December 3, 2012

I've been over a Cliff. It wasn't fun. We're nearing another. Do we go over?

When I was very young, around 5 or 6 years old, my brother and I were left alone in a 1980 Chevette at the top of a driveway. The driveway faced away from an unprotected cliff; one could walk right up to the edge and see down every inch of the 75 foot drop to the parking lot below.

My brother, wanting to play race car driver (in a Chevette? Really?), jumped into the driver's seat, while I sat in the hatch back, one of my favorite places to sit while being driven around. It was quite a different time than we're in now.

My brother had managed to knock the car out of gear, and we started rolling backward toward the cliff. I was the first to realize what was going on, but unfortunately I was also privy to front row seating to what may very well have been the end of the world for my brother and I.

So, it turns out, our worlds didn't end. My brother and I survived what looked like almost certain death with very little injury at all. I've some scars, my brother's one scar healed and disappeared over the years, and neither one of us remembers the event.

Now I hear there's another cliff approaching, and it makes me wonder if we're in all that much trouble, seeing as how I've been over one before. Having experienced danger and survived nearly unscathed often makes one braver in the face of the same danger, but also more wary. There's a lot of talk of a cliff in the news these days, and I, for one, am very wary of what's coming.

The United States, in its rise through its Industrial Revolution, two World Wars and several other scarring events, including the indelible marks of terror in Oklahoma City and on 9-11, has weathered every one of these events with courage and resolute dignity. It may be that we're unable to see the danger associated with our present condition due to our ability to withstand our past tragedies, but, based on what I'm reading and hearing from those who take our Nation's fiscal condition very seriously, we will not be able to weather this "Fiscal Cliff" and continue to be the United States we've known.

There are two directions being discussed to address our Nation's fiscal condition, but neither one of them actually addresses the problem. As a doctor will treat the cause of the symptoms instead of simply medicating away the symptoms, so must Congress and the President address the cause of our fiscal destruction instead of simply salving the symptoms. Our Nation can ill afford to continue failing to meet its obligations in a way that doesn't expose our citizens to the irresponsibility of passed Congressional malfeasance.

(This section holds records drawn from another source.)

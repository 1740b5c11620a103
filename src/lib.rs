//! SIP003 Adapter: websocket transport plugin for Shadowsocks
//!
//! This library turns the parameters a Shadowsocks client or server hands to
//! its plugin (process flags plus the `SS_*` environment) into a complete
//! proxy engine configuration, and runs that engine.
//!
//! # Main Features
//!
//! - SIP003 environment and plugin options parsing
//! - Role-aware address resolution for client and server
//! - Websocket transport with optional connection multiplexing
//! - Engine bootstrap over stdin
//!
//! # Example
//!
//! ```no_run
//! use sip003_adapter::config::{ConfigBuilder, FlagValues};
//! use sip003_adapter::engine::{Engine, ProcessEngine};
//! use sip003_adapter::Result;
//!
//! #[tokio::main]
//! async fn main() -> Result<()> {
//!     // Flags plus whatever the host process put in the environment
//!     let config = ConfigBuilder::new(FlagValues::default())
//!         .with_env()
//!         .synthesize()?;
//!
//!     let mut engine = ProcessEngine::default();
//!     engine.start(&config).await?;
//!     engine.wait().await
//! }
//! ```

// Public modules
pub mod common;
pub mod config;
pub mod engine;
pub mod synth;

// Re-export commonly used structures and functions for convenience
pub use common::{AdapterError, Result};
pub use config::{ConfigBuilder, EffectiveParameters, FlagValues};
pub use synth::SynthesizedConfig;

/// Version information
pub const VERSION: &str = env!("CARGO_PKG_VERSION");

/// Application name
pub const APP_NAME: &str = env!("CARGO_PKG_NAME");

/// Render the engine document for `flags` and the current environment
///
/// # Example
///
/// ```no_run
/// # use sip003_adapter::{generate_config, FlagValues};
/// let doc = generate_config(FlagValues::default())?;
/// println!("{}", doc);
/// # Ok::<(), sip003_adapter::AdapterError>(())
/// ```
pub fn generate_config(flags: FlagValues) -> Result<String> {
    let config = ConfigBuilder::new(flags).with_env().synthesize()?;
    let doc = engine::document::render(&config);
    Ok(serde_json::to_string_pretty(&doc)?)
}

We've spent our way into a sealed tomb. While the "Full Faith and Credit of the United States Government" still means something, we need to cauterize the wound that bleeds our Nation out, address how to pay for our previous largess, and bind our Nation's financial future to a balanced budget that will only allow for borrowing in times of dire need, instead of using borrowing to fund the majority of our Federal Government's activities, many of which are not legitimate in terms of our spending is concerned.

Until we do something about our Government's insatiable appetite for our money, present and future, borrowed and otherwise, there will be no way to back away from the "Fiscal Cliff". There will be no way to build a bridge far enough to get us over the chasm, and there will be no way to keep us from seeing the suicide of the greatest experiment in self governance humanity has ever known. Our founders knew this day would come, and they told us as such during the Nation's founding. Why have we failed to heed their warnings?

A better question... How much longer will we be allowed to ignore their warnings before things are so far gone we're not able to recover?